Abstract: It is now well understood that when individuals learn not only from private sources of information but also by observing the choices of previous decision-makers, information may fail to be aggregated, and incorrect herds may result. Extrapolating from such findings, the conventional wisdom seems to be that, relative to equilibrium outcomes, efficiency would be improved if individuals relied more on their private information and less on the choices of predecessors.
The canonical models of observational learning are, however, not particularly well suited to welfare analysis. In this paper, we develop a flexible, steady-state framework for characterizing equilibrium outcomes under a variety of observation structures, and we use it to examine the existence and form of welfare-improving interventions for a social planner. The steady-state approach transforms the planner’s problem from a dynamic one to an effectively static one. We allow the planner to intervene only by altering the decision rules used by individuals, not by directly altering the information structure.

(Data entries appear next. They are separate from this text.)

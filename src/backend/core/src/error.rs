//! Error handling for Kinetic Core.
//!
//! This module provides:
//! - A single error type carrying a machine-readable [`ErrorCode`]
//! - User-facing messages kept apart from internal detail
//! - HTTP status mapping for the plain REST endpoints
//! - GraphQL error extensions (`extensions.code`) for resolver failures
//! - Logging and metrics hooks
//!
//! # Usage
//!
//! ```rust,ignore
//! use kinetic_core::error::{ErrorContext, KineticError, Result};
//!
//! async fn load(db: &Database, id: i32) -> Result<RoutineRow> {
//!     db.get_routine(id).await?.context("Routine not found")
//! }
//! ```

use async_graphql::ErrorExtensions;
use axum::{
    http::StatusCode,
    response::{IntoResponse, Response},
    Json,
};
use metrics::counter;
use serde::{Deserialize, Serialize};
use std::borrow::Cow;
use std::collections::HashMap;
use std::fmt;
use thiserror::Error;
use tracing::{error, warn};

use crate::rbac::PolicyError;

// ═══════════════════════════════════════════════════════════════════════════════
// Result Type Alias
// ═══════════════════════════════════════════════════════════════════════════════

/// A specialized Result type for Kinetic operations.
pub type Result<T> = std::result::Result<T, KineticError>;

// ═══════════════════════════════════════════════════════════════════════════════
// Error Codes
// ═══════════════════════════════════════════════════════════════════════════════

/// Machine-readable error codes.
///
/// The SCREAMING_SNAKE_CASE form is what clients see in `extensions.code`.
#[derive(Debug, Clone, Copy, PartialEq, Eq, Hash, Serialize, Deserialize)]
#[serde(rename_all = "SCREAMING_SNAKE_CASE")]
pub enum ErrorCode {
    // Data Errors (1000-1099)
    NotFound,
    DuplicateRecord,
    InvalidReference,
    LastCreator,

    // Auth Errors (1100-1199)
    Unauthorized,
    Forbidden,
    InvalidToken,
    TokenExpired,

    // Request Errors (1200-1299)
    ValidationError,
    InvalidInput,
    QueryLimitExceeded,
    CsrfRejected,

    // Storage Errors (1300-1399)
    DatabaseError,
    DatabaseConnectionFailed,
    DatabaseQueryFailed,
    DatabaseTransactionFailed,

    // Serialization Errors (1400-1499)
    SerializationError,
    DeserializationError,
    InvalidJson,

    // Configuration Errors (1500-1599)
    ConfigurationError,
    MissingConfiguration,
    InvalidConfiguration,

    // Internal Errors (9000-9999)
    InternalError,
    UnknownError,
}

impl ErrorCode {
    /// Get the numeric code for this error.
    pub const fn numeric_code(&self) -> u32 {
        match self {
            Self::NotFound => 1000,
            Self::DuplicateRecord => 1001,
            Self::InvalidReference => 1002,
            Self::LastCreator => 1003,

            Self::Unauthorized => 1100,
            Self::Forbidden => 1101,
            Self::InvalidToken => 1102,
            Self::TokenExpired => 1103,

            Self::ValidationError => 1200,
            Self::InvalidInput => 1201,
            Self::QueryLimitExceeded => 1202,
            Self::CsrfRejected => 1203,

            Self::DatabaseError => 1300,
            Self::DatabaseConnectionFailed => 1301,
            Self::DatabaseQueryFailed => 1302,
            Self::DatabaseTransactionFailed => 1303,

            Self::SerializationError => 1400,
            Self::DeserializationError => 1401,
            Self::InvalidJson => 1402,

            Self::ConfigurationError => 1500,
            Self::MissingConfiguration => 1501,
            Self::InvalidConfiguration => 1502,

            Self::InternalError => 9000,
            Self::UnknownError => 9999,
        }
    }

    /// Get the HTTP status code for this error.
    pub const fn http_status(&self) -> StatusCode {
        match self {
            Self::NotFound => StatusCode::NOT_FOUND,
            Self::DuplicateRecord | Self::LastCreator => StatusCode::CONFLICT,
            Self::InvalidReference | Self::ValidationError | Self::InvalidInput => {
                StatusCode::UNPROCESSABLE_ENTITY
            }
            Self::QueryLimitExceeded | Self::InvalidJson | Self::DeserializationError => {
                StatusCode::BAD_REQUEST
            }

            Self::Unauthorized | Self::InvalidToken | Self::TokenExpired => {
                StatusCode::UNAUTHORIZED
            }
            Self::Forbidden | Self::CsrfRejected => StatusCode::FORBIDDEN,

            Self::DatabaseConnectionFailed => StatusCode::SERVICE_UNAVAILABLE,

            Self::DatabaseError
            | Self::DatabaseQueryFailed
            | Self::DatabaseTransactionFailed
            | Self::SerializationError
            | Self::ConfigurationError
            | Self::MissingConfiguration
            | Self::InvalidConfiguration
            | Self::InternalError
            | Self::UnknownError => StatusCode::INTERNAL_SERVER_ERROR,
        }
    }

    /// Check if this error is retryable.
    pub const fn is_retryable(&self) -> bool {
        matches!(
            self,
            Self::DatabaseConnectionFailed | Self::DatabaseTransactionFailed
        )
    }

    /// Get the error category for grouping.
    pub const fn category(&self) -> &'static str {
        match self.numeric_code() {
            1000..=1099 => "data",
            1100..=1199 => "auth",
            1200..=1299 => "request",
            1300..=1399 => "database",
            1400..=1499 => "serialization",
            1500..=1599 => "configuration",
            _ => "internal",
        }
    }

    /// The code as clients see it, e.g. `NOT_FOUND`.
    pub fn as_extension(&self) -> String {
        serde_json::to_value(self)
            .ok()
            .and_then(|v| v.as_str().map(str::to_string))
            .unwrap_or_else(|| "UNKNOWN_ERROR".to_string())
    }
}

impl fmt::Display for ErrorCode {
    fn fmt(&self, f: &mut fmt::Formatter<'_>) -> fmt::Result {
        write!(f, "{:?}", self)
    }
}

// ═══════════════════════════════════════════════════════════════════════════════
// Error Severity
// ═══════════════════════════════════════════════════════════════════════════════

/// Severity level for errors (affects logging).
#[derive(Debug, Clone, Copy, PartialEq, Eq, Serialize, Deserialize)]
#[serde(rename_all = "lowercase")]
pub enum ErrorSeverity {
    /// Caller mistakes: bad input, missing rows, denied access
    Low,
    /// Credential problems worth noticing
    Medium,
    /// Storage and serialization failures
    High,
    /// Errors requiring immediate attention
    Critical,
}

impl ErrorSeverity {
    /// Get severity based on error code.
    pub const fn from_code(code: &ErrorCode) -> Self {
        match code {
            ErrorCode::NotFound
            | ErrorCode::DuplicateRecord
            | ErrorCode::InvalidReference
            | ErrorCode::LastCreator
            | ErrorCode::Forbidden
            | ErrorCode::ValidationError
            | ErrorCode::InvalidInput
            | ErrorCode::QueryLimitExceeded
            | ErrorCode::CsrfRejected
            | ErrorCode::InvalidJson
            | ErrorCode::DeserializationError => Self::Low,

            ErrorCode::Unauthorized | ErrorCode::InvalidToken | ErrorCode::TokenExpired => {
                Self::Medium
            }

            ErrorCode::DatabaseError
            | ErrorCode::DatabaseQueryFailed
            | ErrorCode::DatabaseTransactionFailed
            | ErrorCode::SerializationError
            | ErrorCode::ConfigurationError
            | ErrorCode::MissingConfiguration
            | ErrorCode::InvalidConfiguration => Self::High,

            ErrorCode::DatabaseConnectionFailed
            | ErrorCode::InternalError
            | ErrorCode::UnknownError => Self::Critical,
        }
    }
}

// ═══════════════════════════════════════════════════════════════════════════════
// Error Details
// ═══════════════════════════════════════════════════════════════════════════════

/// Additional structured details about an error.
#[derive(Debug, Clone, Default, Serialize, Deserialize)]
pub struct ErrorDetails {
    #[serde(default, skip_serializing_if = "HashMap::is_empty")]
    pub context: HashMap<String, serde_json::Value>,

    #[serde(skip_serializing_if = "Option::is_none")]
    pub entity_type: Option<String>,

    #[serde(skip_serializing_if = "Option::is_none")]
    pub entity_id: Option<String>,
}

impl ErrorDetails {
    pub fn new() -> Self {
        Self::default()
    }

    pub fn with_entity(mut self, entity_type: impl Into<String>, entity_id: impl Into<String>) -> Self {
        self.entity_type = Some(entity_type.into());
        self.entity_id = Some(entity_id.into());
        self
    }

    pub fn with_context(mut self, key: impl Into<String>, value: impl Serialize) -> Self {
        if let Ok(v) = serde_json::to_value(value) {
            self.context.insert(key.into(), v);
        }
        self
    }

    pub fn is_empty(&self) -> bool {
        self.context.is_empty() && self.entity_type.is_none() && self.entity_id.is_none()
    }
}

// ═══════════════════════════════════════════════════════════════════════════════
// Main Error Type
// ═══════════════════════════════════════════════════════════════════════════════

/// The main error type for Kinetic Core.
#[derive(Error, Debug)]
pub struct KineticError {
    /// Machine-readable error code
    code: ErrorCode,

    /// Message safe to expose to clients
    user_message: Cow<'static, str>,

    /// Detailed internal message (for logging only)
    internal_message: Option<String>,

    /// Additional structured details
    details: ErrorDetails,

    /// The source error that caused this error
    #[source]
    source: Option<Box<dyn std::error::Error + Send + Sync + 'static>>,
}

impl fmt::Display for KineticError {
    fn fmt(&self, f: &mut fmt::Formatter<'_>) -> fmt::Result {
        write!(f, "[{}] {}", self.code, self.user_message)?;
        if let Some(ref internal) = self.internal_message {
            write!(f, " (internal: {})", internal)?;
        }
        Ok(())
    }
}

impl KineticError {
    // ─────────────────────────────────────────────────────────────────────────
    // Constructors
    // ─────────────────────────────────────────────────────────────────────────

    /// Create a new error with code and user message.
    pub fn new(code: ErrorCode, user_message: impl Into<Cow<'static, str>>) -> Self {
        let error = Self {
            code,
            user_message: user_message.into(),
            internal_message: None,
            details: ErrorDetails::default(),
            source: None,
        };
        error.record_metrics();
        error
    }

    /// Create an error with both user and internal messages.
    pub fn with_internal(
        code: ErrorCode,
        user_message: impl Into<Cow<'static, str>>,
        internal_message: impl Into<String>,
    ) -> Self {
        let mut error = Self::new(code, user_message);
        error.internal_message = Some(internal_message.into());
        error
    }

    /// Create an internal error (hides details from users).
    pub fn internal(message: impl Into<String>) -> Self {
        Self::with_internal(
            ErrorCode::InternalError,
            "An internal error occurred",
            message,
        )
    }

    /// A row addressed by id does not exist.
    pub fn not_found(entity_type: &str, entity_id: impl fmt::Display) -> Self {
        let entity_id = entity_id.to_string();
        Self::new(
            ErrorCode::NotFound,
            format!("{} {} not found", entity_type, entity_id),
        )
        .with_details(ErrorDetails::new().with_entity(entity_type, entity_id))
    }

    pub fn validation(message: impl Into<Cow<'static, str>>) -> Self {
        Self::new(ErrorCode::ValidationError, message)
    }

    pub fn unauthorized(message: impl Into<Cow<'static, str>>) -> Self {
        Self::new(ErrorCode::Unauthorized, message)
    }

    pub fn forbidden(message: impl Into<Cow<'static, str>>) -> Self {
        Self::new(ErrorCode::Forbidden, message)
    }

    pub fn configuration(message: impl Into<String>) -> Self {
        let message = message.into();
        Self::with_internal(
            ErrorCode::ConfigurationError,
            format!("Configuration error: {}", message),
            message,
        )
    }

    // ─────────────────────────────────────────────────────────────────────────
    // Builder Methods
    // ─────────────────────────────────────────────────────────────────────────

    /// Add a source error.
    pub fn with_source<E>(mut self, source: E) -> Self
    where
        E: std::error::Error + Send + Sync + 'static,
    {
        self.source = Some(Box::new(source));
        self
    }

    pub fn with_details(mut self, details: ErrorDetails) -> Self {
        self.details = details;
        self
    }

    pub fn with_context(mut self, key: impl Into<String>, value: impl Serialize) -> Self {
        self.details = self.details.with_context(key, value);
        self
    }

    // ─────────────────────────────────────────────────────────────────────────
    // Accessors
    // ─────────────────────────────────────────────────────────────────────────

    pub fn code(&self) -> ErrorCode {
        self.code
    }

    pub fn user_message(&self) -> &str {
        &self.user_message
    }

    pub fn internal_message(&self) -> Option<&str> {
        self.internal_message.as_deref()
    }

    pub fn details(&self) -> &ErrorDetails {
        &self.details
    }

    pub fn http_status(&self) -> StatusCode {
        self.code.http_status()
    }

    pub fn is_retryable(&self) -> bool {
        self.code.is_retryable()
    }

    pub fn severity(&self) -> ErrorSeverity {
        ErrorSeverity::from_code(&self.code)
    }

    // ─────────────────────────────────────────────────────────────────────────
    // Logging
    // ─────────────────────────────────────────────────────────────────────────

    /// Log this error with appropriate severity.
    pub fn log(&self) {
        let code = self.code.to_string();
        let category = self.code.category();

        match self.severity() {
            ErrorSeverity::Critical | ErrorSeverity::High => {
                error!(
                    error_code = %code,
                    category = category,
                    user_message = %self.user_message,
                    internal_message = ?self.internal_message,
                    source = ?self.source,
                    "Request failed"
                );
            }
            ErrorSeverity::Medium => {
                warn!(
                    error_code = %code,
                    category = category,
                    user_message = %self.user_message,
                    "Request rejected"
                );
            }
            ErrorSeverity::Low => {
                tracing::debug!(
                    error_code = %code,
                    category = category,
                    user_message = %self.user_message,
                    "Request error"
                );
            }
        }
    }

    // ─────────────────────────────────────────────────────────────────────────
    // Metrics
    // ─────────────────────────────────────────────────────────────────────────

    fn record_metrics(&self) {
        counter!(
            "kinetic_errors_total",
            "code" => self.code.to_string(),
            "category" => self.code.category()
        )
        .increment(1);
    }

    // ─────────────────────────────────────────────────────────────────────────
    // GraphQL
    // ─────────────────────────────────────────────────────────────────────────

    /// Convert into a GraphQL error carrying `extensions.code`.
    pub fn into_graphql(self) -> async_graphql::Error {
        self.extend()
    }
}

Our key results are as follows: We show that whether there exist welfare-improving adjustments for the planner and what form they take depends very much on the observation structure. In particular, we prove that there is no scope for the planner to improve welfare in a symmetric environment where each individual observes (with noise) the choice of only a single predecessor. For more general observation structures, we identify two distinct forces which can generate inefficiencies; we term these the "dispersion effect" and the "mean effect". We demonstrate that both forces can, for some observed data, make it optimal for individuals to place less rather than more weight on their private information.